Ochy, menurut cerita Yeni Yunidarti yang kutelepon sehari setelah mendapatkan nomor kontaknya, berpenampilan sedikit tomboy. Cerita itu sedikit berbeda jika kubandingkan dengan foto-foto Ochy yang banyak terdapat di facebook. Saat kami bertemu ia memang terlihat penuh keberanian serta percaya diri tinggi. Ochy bekerja untuk sebuah perusahaan asing yang cukup menjamin kebutuhan hidupnya sehari-hari. Karena kepercayaan dan kedekatan dengan Bos (yang juga perempuan sukses seperti terkesan dari cerita yang kutangkap), Ochy memiliki kebebasan untuk bertamasya ke seluruh Indonesia jika sudah penat dengan pekerjaan. Dari Ochy pula aku memahami Bengkulu saat ini dari konstelasi politik elit-elit di daerah.

Insya Allah akhir pekan ini aku akan bertemu Rendi. Sesuai dengan janji aku pada Ochy, aku ingin mengajak Rendi untuk merencanakan berkumpul dengan teman-teman kami dulu. Mungkin akhir tahun ini, atau bisa jadi lebaran idul fitri tahun depan. aku dan rendi cukup dekat dan berpisah kira-kira 5 tahun lalu. Rendi menamatkan kuliah di jurusan Teknik Sipil Universitas Muhammadiyah Yogyakarta. Kakak dan saudara-saudara sepupunya menempuh pendidikan di UGM. Mereka menyewa sebuah rumah di sebelah utara kampus biru itu.
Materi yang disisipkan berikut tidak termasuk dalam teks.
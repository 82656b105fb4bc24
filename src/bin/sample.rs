//! Print a Bernoulli sample of raw events for each domain.
//!
//! Exploration only: the sample rate and row cap come from the config, and the
//! preprocessor never reads these samples.
//!
//! ```sh
//! cargo run --release --bin sample -- --data-dir dataset/full --domains reviews --rows 20
//! ```

use std::path::PathBuf;

use arrow::util::pretty::pretty_format_batches;
use clap::Parser;
use tracing::info;

use confluence::common::session_context;
use confluence::config::PipelineConfig;
use confluence::discovery::DayWindow;
use confluence::sampler::{SampleOutcome, sample_domain};

#[derive(Parser, Debug)]
#[command(about = "Sample raw events from each domain")]
struct Args {
    #[arg(long)]
    data_dir: Option<PathBuf>,

    #[arg(long)]
    config: Option<PathBuf>,

    /// Only sample these domains (comma separated).
    #[arg(long, value_delimiter = ',')]
    domains: Vec<String>,

    /// Override every domain's sample rate.
    #[arg(long)]
    rate: Option<f64>,

    /// Maximum rows drawn per domain.
    #[arg(long)]
    max_rows: Option<usize>,

    /// Rows printed per domain.
    #[arg(long, default_value_t = 10)]
    rows: usize,

    #[arg(long)]
    day_begin: Option<u32>,

    #[arg(long)]
    day_end: Option<u32>,
}

fn main() -> Result<(), Box<dyn std::error::Error>> {
    tracing_subscriber::fmt()
        .with_env_filter(
            tracing_subscriber::EnvFilter::try_from_default_env().unwrap_or_else(|_| "info".into()),
        )
        .init();

    let args = Args::parse();
    let mut config = PipelineConfig::resolve(args.config.as_deref(), args.data_dir.clone(), None)?;
    if !args.domains.is_empty() {
        config.restrict_domains(&args.domains)?;
    }
    if let Some(rate) = args.rate {
        for domain in config.domains.values_mut() {
            domain.sample_rate = rate;
        }
    }
    if let Some(max_rows) = args.max_rows {
        config.sample_max_rows = max_rows;
    }
    config.validate()?;
    let window = DayWindow {
        begin: args.day_begin,
        end: args.day_end,
    };

    let rt = tokio::runtime::Builder::new_multi_thread()
        .enable_all()
        .build()?;
    let ctx = session_context();

    for name in config.domains.keys() {
        info!("Sampling {}...", name);
        let outcome = rt.block_on(sample_domain(&ctx, &config, name, window))?;
        match outcome {
            SampleOutcome::NoFiles { domain, root } => {
                println!("── {domain}: no day files under {}", root.display());
            }
            SampleOutcome::Sampled(sample) => {
                let span = sample
                    .day_span
                    .map(|(a, b)| format!("days {a}..={b}"))
                    .unwrap_or_default();
                println!(
                    "── {}: {} rows sampled from {} files ({span})",
                    sample.domain, sample.rows, sample.files_scanned
                );
                let mut shown = Vec::new();
                let mut left = args.rows;
                for batch in &sample.batches {
                    if left == 0 {
                        break;
                    }
                    let take = batch.num_rows().min(left);
                    shown.push(batch.slice(0, take));
                    left -= take;
                }
                if !shown.is_empty() {
                    println!("{}", pretty_format_batches(&shown)?);
                }
            }
        }
        println!();
    }
    Ok(())
}
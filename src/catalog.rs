//! Catalog scanner: reads static entity listings and yields their raw ids.
//!
//! Only the configured id column is decoded (parquet projection), and batches
//! are streamed rather than concatenated. The scanner knows nothing about
//! tokens; it hands `(namespace, prefix, ids)` to the vocabulary builder.

use std::fs::File;
use std::path::{Path, PathBuf};

use arrow::array::{Array, AsArray};
use arrow::datatypes::DataType;
use parquet::arrow::ProjectionMask;
use parquet::arrow::arrow_reader::ParquetRecordBatchReaderBuilder;
use tracing::{info, warn};

use crate::common::{PipelineError, parquet_at};
use crate::config::CatalogConfig;

const CATALOG_BATCH_SIZE: usize = 256 * 1024;

/// The ids of one catalog, in file order.
#[derive(Debug, Clone)]
pub struct CatalogScan {
    /// Catalog (namespace) name from the config.
    pub namespace: String,
    pub prefix: String,
    pub path: PathBuf,
    /// Raw, non-null entity ids rendered as text. May contain repeats.
    pub ids: Vec<String>,
    pub num_nulls: u64,
}

impl CatalogScan {
    pub fn is_empty(&self) -> bool {
        self.ids.is_empty()
    }
}

/// Append the string form of every non-null value of `array` to `out`.
/// Integer, string and dictionary columns are all cast through Utf8.
/// Returns the number of nulls skipped.
fn extend_with_strings(array: &dyn Array, out: &mut Vec<String>) -> Result<u64, PipelineError> {
    if let Some(sa) = array.as_string_opt::<i32>() {
        out.extend(sa.iter().flatten().map(str::to_string));
        return Ok(sa.null_count() as u64);
    }
    let cast = arrow::compute::cast(array, &DataType::Utf8)?;
    let sa = cast.as_string::<i32>();
    out.extend(sa.iter().flatten().map(str::to_string));
    Ok(sa.null_count() as u64)
}

/// Scan one catalog file.
pub fn scan_catalog(
    namespace: &str,
    catalog: &CatalogConfig,
    data_dir: &Path,
) -> Result<CatalogScan, PipelineError> {
    let path = data_dir.join(&catalog.path);
    if !path.is_file() {
        return Err(PipelineError::MissingCatalog {
            catalog: namespace.to_string(),
            path,
        });
    }

    let file = File::open(&path).map_err(crate::common::io_at(&path))?;
    let builder = ParquetRecordBatchReaderBuilder::try_new(file).map_err(parquet_at(&path))?;
    let col_idx = builder
        .schema()
        .index_of(&catalog.id_column)
        .map_err(|_| PipelineError::MissingColumn {
            catalog: namespace.to_string(),
            column: catalog.id_column.clone(),
            path: path.clone(),
        })?;
    let mask = ProjectionMask::roots(builder.parquet_schema(), [col_idx]);
    let reader = builder
        .with_projection(mask)
        .with_batch_size(CATALOG_BATCH_SIZE)
        .build()
        .map_err(parquet_at(&path))?;

    let mut ids = Vec::new();
    let mut num_nulls = 0u64;
    for batch in reader {
        let batch = batch?;
        num_nulls += extend_with_strings(batch.column(0).as_ref(), &mut ids)?;
    }

    if ids.is_empty() {
        warn!(
            "  Catalog '{}' ({}) is empty; namespace '{}' contributes no tokens",
            namespace,
            path.display(),
            catalog.prefix
        );
    }
    if num_nulls > 0 {
        warn!(
            "  Catalog '{}' has {} null ids in column '{}', skipped",
            namespace, num_nulls, catalog.id_column
        );
    }
    info!("  {}: {} ids from {}", namespace, ids.len(), path.display());

    Ok(CatalogScan {
        namespace: namespace.to_string(),
        prefix: catalog.prefix.clone(),
        path,
        ids,
        num_nulls,
    })
}
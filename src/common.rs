//! Common types and constants used throughout the pipeline.

use std::path::{Path, PathBuf};

use arrow::error::ArrowError;
use datafusion::error::DataFusionError;
use datafusion::prelude::{SessionConfig, SessionContext};
use parquet::errors::ParquetError;
use serde::{Deserialize, Serialize};
use thiserror::Error;

// ============================================================================
// Column Names
// ============================================================================

/// Vocabulary table: namespace-prefixed token string.
pub const TOKEN_STR_COL: &str = "token_str";
/// Vocabulary table: dense integer token id.
pub const TOKEN_ID_COL: &str = "token_id";

/// Resolved event stream columns. These are internal to the partitioner's
/// query plan; only `user_id` survives into the shard files unchanged.
pub const USER_COL: &str = "user_id";
pub const TS_COL: &str = "ts";
pub const TOKEN_KEY_COL: &str = "token_key";
pub const DOMAIN_RANK_COL: &str = "domain_rank";
pub const SHARD_COL: &str = "shard";

/// Shard file columns.
pub const SEQUENCE_COL: &str = "sequence";
pub const TIMESTAMPS_COL: &str = "timestamps";

/// File name of the persisted vocabulary table inside the output directory.
pub const VOCAB_FILE: &str = "vocab.parquet";
/// File name of the vocabulary summary sidecar.
pub const VOCAB_SUMMARY_FILE: &str = "vocab_summary.json";
/// Subdirectory of the output directory holding shard files.
pub const SHARDS_DIR: &str = "shards";

// ============================================================================
// Index NewTypes
// ============================================================================

/// Dense integer id of a vocabulary token.
#[derive(Debug, Clone, Copy, PartialEq, Eq, PartialOrd, Ord, Hash, Default, Serialize, Deserialize)]
#[serde(transparent)]
pub struct TokenId(pub u32);

/// Index of an output shard, in `[0, shard_count)`.
#[derive(Debug, Clone, Copy, PartialEq, Eq, PartialOrd, Ord, Hash, Default, Serialize, Deserialize)]
#[serde(transparent)]
pub struct ShardIdx(pub u32);

impl ShardIdx {
    /// File name of this shard's output partition.
    pub fn file_name(self) -> String {
        format!("shard_{}.parquet", self.0)
    }
}

// ============================================================================
// Special Tokens
// ============================================================================

/// The reserved block of special tokens at the bottom of the id space.
///
/// Special token `i` in `names` receives id `i`. Content tokens start at
/// `names.len()`. The padding token must sit at id 0.
#[derive(Debug, Clone, PartialEq, Eq, Serialize, Deserialize)]
pub struct SpecialTokens {
    pub names: Vec<String>,
    pub padding: String,
    pub unknown: String,
}

impl Default for SpecialTokens {
    fn default() -> Self {
        Self {
            names: ["[PAD]", "[CLS]", "[SEP]", "[MASK]", "[UNK]"]
                .iter()
                .map(|s| s.to_string())
                .collect(),
            padding: "[PAD]".to_string(),
            unknown: "[UNK]".to_string(),
        }
    }
}

impl SpecialTokens {
    /// Number of reserved ids; the first content id.
    pub fn reserved(&self) -> u32 {
        self.names.len() as u32
    }

    pub fn id_of(&self, name: &str) -> Option<TokenId> {
        self.names
            .iter()
            .position(|n| n == name)
            .map(|i| TokenId(i as u32))
    }

    /// Id of the padding token. Only meaningful on a validated config.
    pub fn padding_id(&self) -> TokenId {
        self.id_of(&self.padding).unwrap_or_default()
    }

    /// Id assigned to events whose entity has no vocabulary entry.
    /// Only meaningful on a validated config.
    pub fn unknown_id(&self) -> TokenId {
        self.id_of(&self.unknown).unwrap_or_default()
    }

    pub fn validate(&self) -> Result<(), PipelineError> {
        if self.names.is_empty() {
            return Err(PipelineError::Config(
                "special token block must not be empty".to_string(),
            ));
        }
        for (i, name) in self.names.iter().enumerate() {
            if self.names[..i].contains(name) {
                return Err(PipelineError::Config(format!(
                    "special token '{name}' is listed twice"
                )));
            }
        }
        match self.id_of(&self.padding) {
            Some(TokenId(0)) => {}
            Some(id) => {
                return Err(PipelineError::Config(format!(
                    "padding token '{}' must have id 0, found {}",
                    self.padding, id.0
                )));
            }
            None => {
                return Err(PipelineError::Config(format!(
                    "padding token '{}' is not in the special token block",
                    self.padding
                )));
            }
        }
        if self.id_of(&self.unknown).is_none() {
            return Err(PipelineError::Config(format!(
                "unknown token '{}' is not in the special token block",
                self.unknown
            )));
        }
        if self.padding == self.unknown {
            return Err(PipelineError::Config(
                "padding and unknown tokens must differ".to_string(),
            ));
        }
        Ok(())
    }
}

// ============================================================================
// Tokens and Shards
// ============================================================================

/// Build the namespace-prefixed token string for a local entity id.
pub fn token_key(prefix: &str, local_id: &str) -> String {
    let mut key = String::with_capacity(prefix.len() + local_id.len());
    key.push_str(prefix);
    key.push_str(local_id);
    key
}

/// FNV-1a, 64-bit. Pinned so shard assignment is reproducible across runs,
/// platforms and implementations.
pub fn fnv1a_64(data: &[u8]) -> u64 {
    const FNV_OFFSET: u64 = 14695981039346656037;
    const FNV_PRIME: u64 = 1099511628211;
    let mut hash = FNV_OFFSET;
    for byte in data {
        hash ^= *byte as u64;
        hash = hash.wrapping_mul(FNV_PRIME);
    }
    hash
}

/// Shard of a user: FNV-1a 64 of the UTF-8 user id, modulo `shard_count`.
///
/// # Panics
/// Panics if `shard_count` is zero.
pub fn shard_of(user_id: &str, shard_count: u32) -> ShardIdx {
    assert!(shard_count > 0, "shard_count must be positive");
    ShardIdx((fnv1a_64(user_id.as_bytes()) % shard_count as u64) as u32)
}

// ============================================================================
// Query Engine
// ============================================================================

/// Session used by every stage. Identifier normalization is off so mixed-case
/// column names from the raw files survive SQL unchanged.
pub fn session_context() -> SessionContext {
    let config = SessionConfig::new()
        .set_bool("datafusion.sql_parser.enable_ident_normalization", false);
    SessionContext::new_with_config(config)
}

// ============================================================================
// Error Type
// ============================================================================

/// Coarse failure classes, used in diagnostics.
#[derive(Debug, Clone, Copy, PartialEq, Eq)]
pub enum FailureClass {
    Configuration,
    Discovery,
    Integrity,
    Io,
}

impl std::fmt::Display for FailureClass {
    fn fmt(&self, f: &mut std::fmt::Formatter<'_>) -> std::fmt::Result {
        let s = match self {
            FailureClass::Configuration => "configuration",
            FailureClass::Discovery => "discovery",
            FailureClass::Integrity => "integrity",
            FailureClass::Io => "io",
        };
        f.write_str(s)
    }
}

#[derive(Debug, Error)]
pub enum PipelineError {
    #[error("invalid configuration: {0}")]
    Config(String),

    #[error("failed to parse config {}: {source}", path.display())]
    ConfigParse {
        path: PathBuf,
        #[source]
        source: serde_json::Error,
    },

    #[error("unknown domain '{0}'")]
    UnknownDomain(String),

    #[error("catalog '{catalog}' not found at {}", path.display())]
    MissingCatalog { catalog: String, path: PathBuf },

    #[error("catalog '{catalog}' has no column '{column}' ({})", path.display())]
    MissingColumn {
        catalog: String,
        column: String,
        path: PathBuf,
    },

    #[error("no event files found for any configured domain")]
    NoEvents,

    #[error("token '{token}' produced by both namespace '{first}' and namespace '{second}'")]
    TokenCollision {
        token: String,
        first: String,
        second: String,
    },

    #[error("vocabulary integrity check failed for {}: {reason}", path.display())]
    Vocabulary { path: PathBuf, reason: String },

    #[error("domain '{domain}' changed row count during resolution ({rows_in} in, {rows_out} out)")]
    RowCountMismatch {
        domain: String,
        rows_in: u64,
        rows_out: u64,
    },

    #[error("I/O error on {}: {source}", path.display())]
    Io {
        path: PathBuf,
        #[source]
        source: std::io::Error,
    },

    #[error("parquet error on {}: {source}", path.display())]
    Parquet {
        path: PathBuf,
        #[source]
        source: ParquetError,
    },

    #[error("arrow error: {0}")]
    Arrow(#[from] ArrowError),

    #[error("query engine error: {0}")]
    Engine(#[from] DataFusionError),

    #[error("JSON encoding error: {0}")]
    Json(#[from] serde_json::Error),
}

impl PipelineError {
    pub fn class(&self) -> FailureClass {
        match self {
            PipelineError::Config(_)
            | PipelineError::ConfigParse { .. }
            | PipelineError::UnknownDomain(_)
            | PipelineError::MissingCatalog { .. }
            | PipelineError::MissingColumn { .. } => FailureClass::Configuration,
            PipelineError::NoEvents => FailureClass::Discovery,
            PipelineError::TokenCollision { .. }
            | PipelineError::Vocabulary { .. }
            | PipelineError::RowCountMismatch { .. } => FailureClass::Integrity,
            PipelineError::Io { .. }
            | PipelineError::Parquet { .. }
            | PipelineError::Arrow(_)
            | PipelineError::Engine(_)
            | PipelineError::Json(_) => FailureClass::Io,
        }
    }
}

/// Attach a path to an `std::io::Error`.
pub fn io_at(path: &Path) -> impl FnOnce(std::io::Error) -> PipelineError + '_ {
    move |source| PipelineError::Io {
        path: path.to_path_buf(),
        source,
    }
}

/// Attach a path to a `ParquetError`.
pub fn parquet_at(path: &Path) -> impl FnOnce(ParquetError) -> PipelineError + '_ {
    move |source| PipelineError::Parquet {
        path: path.to_path_buf(),
        source,
    }
}

#[cfg(test)]
mod tests {
    use super::*;

    #[test]
    fn test_fnv1a_reference_values() {
        // Published FNV-1a 64 test vectors.
        assert_eq!(fnv1a_64(b""), 0xcbf29ce484222325);
        assert_eq!(fnv1a_64(b"a"), 0xaf63dc4c8601ec8c);
        assert_eq!(fnv1a_64(b"foobar"), 0x85944171f73967e8);
    }

    #[test]
    fn test_shard_of_is_stable_and_in_range() {
        for count in [1u32, 2, 7, 50] {
            for user in ["0", "1", "42", "user-9", ""] {
                let a = shard_of(user, count);
                let b = shard_of(user, count);
                assert_eq!(a, b);
                assert!(a.0 < count);
            }
        }
        assert_eq!(shard_of("anything", 1), ShardIdx(0));
    }

    #[test]
    fn test_shard_of_spreads_users() {
        let count = 8;
        let mut hits = vec![0usize; count as usize];
        for user in 0..8_000 {
            hits[shard_of(&user.to_string(), count).0 as usize] += 1;
        }
        // Every shard should get a reasonable share of 8k sequential ids.
        assert!(hits.iter().all(|&h| h > 700), "skewed shards: {hits:?}");
    }

    #[test]
    fn test_default_special_tokens() {
        let special = SpecialTokens::default();
        special.validate().unwrap();
        assert_eq!(special.reserved(), 5);
        assert_eq!(special.padding_id(), TokenId(0));
        assert_eq!(special.unknown_id(), TokenId(4));
    }

    #[test]
    fn test_special_tokens_rejects_bad_blocks() {
        let mut special = SpecialTokens::default();
        special.names.swap(0, 1);
        assert!(special.validate().is_err(), "padding must be id 0");

        let mut special = SpecialTokens::default();
        special.unknown = "[NOPE]".to_string();
        assert!(special.validate().is_err());

        let mut special = SpecialTokens::default();
        special.names.push("[PAD]".to_string());
        assert!(special.validate().is_err());
    }

    #[test]
    fn test_error_classes() {
        assert_eq!(
            PipelineError::UnknownDomain("x".into()).class(),
            FailureClass::Configuration
        );
        assert_eq!(PipelineError::NoEvents.class(), FailureClass::Discovery);
        let collision = PipelineError::TokenCollision {
            token: "A_1".into(),
            first: "a".into(),
            second: "b".into(),
        };
        assert_eq!(collision.class(), FailureClass::Integrity);
        assert_eq!(token_key("MP_", "10"), "MP_10");
    }
}
//! Shard partitioner: joins every domain's event stream against the vocabulary
//! and writes per-user token sequences, one parquet file per shard.
//!
//! ## Plan
//!
//! ```text
//! per domain (config order = domain_rank):
//!   scan day files ─► project (user_id, ts, token_key = prefix || entity)
//!                  ─► LEFT JOIN vocabulary ON token_key = token_str
//!                  ─► token_id = coalesce(token_id, [UNK]), shard = shard_of(user_id)
//! union all domains ─► resolved_events
//! per shard i:
//!   SELECT user_id, array_agg(token_id ORDER BY ts, domain_rank, token_id) ...
//!   WHERE shard = i GROUP BY user_id
//! ```
//!
//! Everything up to the shard query is a lazy DataFusion plan. The only
//! materialization points are the per-domain audit counts and the shard
//! writes, which stream record batches into a staging file that is renamed
//! into place once complete.

use std::fs::{self, File};
use std::path::{Path, PathBuf};
use std::sync::Arc;

use arrow::array::{AsArray, RecordBatch, UInt32Array};
use arrow::datatypes::{DataType, Int64Type, TimeUnit, TimestampMicrosecondType, UInt32Type};
use datafusion::common::{JoinType, ScalarValue};
use datafusion::error::DataFusionError;
use datafusion::functions_aggregate::expr_fn::{count, max};
use datafusion::logical_expr::{
    ColumnarValue, ScalarFunctionImplementation, ScalarUDF, Volatility, create_udf,
};
use datafusion::prelude::{DataFrame, SessionContext, cast, coalesce, col, concat, ident, lit};
use futures::StreamExt;
use parquet::arrow::ArrowWriter;
use parquet::arrow::arrow_reader::ParquetRecordBatchReaderBuilder;
use tracing::{debug, info, warn};

use crate::common::*;
use crate::config::{DomainConfig, PipelineConfig};
use crate::discovery::{DayWindow, DomainFiles, discover_day_files};
use crate::sampler::open_event_stream;
use crate::vocab::{open_vocabulary, verify_vocabulary};

/// Registered name of the unioned, resolved event relation.
pub const RESOLVED_TABLE: &str = "resolved_events";
/// Name of the registered shard function.
pub const SHARD_UDF: &str = "shard_of";

const STAGING_DIR: &str = ".staging";

// ============================================================================
// Shard function
// ============================================================================

/// Scalar UDF computing [`shard_of`] over a Utf8 user id column.
/// A null user id hashes like the empty string.
pub fn shard_udf(shard_count: u32) -> ScalarUDF {
    let fun: ScalarFunctionImplementation = Arc::new(move |args: &[ColumnarValue]| {
        let arg = args
            .first()
            .ok_or_else(|| DataFusionError::Internal(format!("{SHARD_UDF} takes one argument")))?;
        match arg {
            ColumnarValue::Scalar(value) => {
                let user = match value {
                    ScalarValue::Utf8(s) | ScalarValue::LargeUtf8(s) | ScalarValue::Utf8View(s) => {
                        s.clone().unwrap_or_default()
                    }
                    other => other.to_string(),
                };
                Ok(ColumnarValue::Scalar(ScalarValue::UInt32(Some(
                    shard_of(&user, shard_count).0,
                ))))
            }
            ColumnarValue::Array(array) => {
                let users = arrow::compute::cast(array, &DataType::Utf8)?;
                let users = users.as_string::<i32>();
                let shards = UInt32Array::from_iter_values(
                    users
                        .iter()
                        .map(|u| shard_of(u.unwrap_or_default(), shard_count).0),
                );
                Ok(ColumnarValue::Array(Arc::new(shards)))
            }
        }
    });
    create_udf(
        SHARD_UDF,
        vec![DataType::Utf8],
        DataType::UInt32,
        Volatility::Immutable,
        fun,
    )
}

// ============================================================================
// Outcomes
// ============================================================================

#[derive(Debug, Clone)]
pub enum DomainOutcome {
    /// Joined against the vocabulary and included in the union.
    Resolved {
        domain: String,
        files: usize,
        rows: u64,
        /// Rows that fell back to the unknown token.
        unknown: u64,
    },
    /// No day files matched the domain's discovery rule.
    Skipped { domain: String, root: PathBuf },
    /// Scanning the domain failed; none of its events are in the output.
    Failed { domain: String, error: String },
}

impl DomainOutcome {
    pub fn domain(&self) -> &str {
        match self {
            DomainOutcome::Resolved { domain, .. }
            | DomainOutcome::Skipped { domain, .. }
            | DomainOutcome::Failed { domain, .. } => domain,
        }
    }
}

#[derive(Debug, Clone)]
pub enum ShardOutcome {
    Written {
        shard: ShardIdx,
        path: PathBuf,
        users: u64,
        events: u64,
        unknown: u64,
    },
    Failed { shard: ShardIdx, error: String },
}

impl ShardOutcome {
    pub fn shard(&self) -> ShardIdx {
        match self {
            ShardOutcome::Written { shard, .. } | ShardOutcome::Failed { shard, .. } => *shard,
        }
    }
}

#[derive(Debug, Clone, Default)]
pub struct PartitionReport {
    pub vocab_entries: u64,
    pub domains: Vec<DomainOutcome>,
    pub shards: Vec<ShardOutcome>,
}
Rumah itu pula yang setelah gempa hebat di Bengkulu tahun 2000 menjadi sekretariat Forum Silaturrahmi Mahasiswa Muslim Bengkulu di Yogyakarta. Aku sering main ke sekretariat itu. Aku dan Rendi sudah berjanji bertemu akhir pekan ini.

Bertemu dengan teman lama, bercerita tentang masa-masa lampau serta berbagi kabar masing-masing pada saat ini merupakan satu cara untuk melepaskan beban. Mengenang masa lalu betul-betul menyenangkan. Untuk aku, ini merupakan cara mengisi jeda untuk melanjutkan perjalanan ke masa depan. Mungkin itu pula yang menyebabkan orang rela mengeluarkan uang jutaan rupiah hanya untuk bersama-sama mengikut konser kelompok musik yang tenar di masa mereka muda. Atau, yang sekarang lagi tren ada komunitas 80-an, yang membuat blog untuk berbagi cerita, serta mengikuti secara rutin acara di salah satu televisi swasta bertajuk "Zona 80". Sebenarnya, sekitar 6 tahun lalu aku pun senang mendengarkan acara the seventies hits yang diasuh oleh Helmi Yahya di sebuah jaringan stasiun radio ibukota setiap pekannya. Meski masuk dalam kategori generasi 90-an, lagu-lagu itu cukup akrab menemaniku belajar saat itu.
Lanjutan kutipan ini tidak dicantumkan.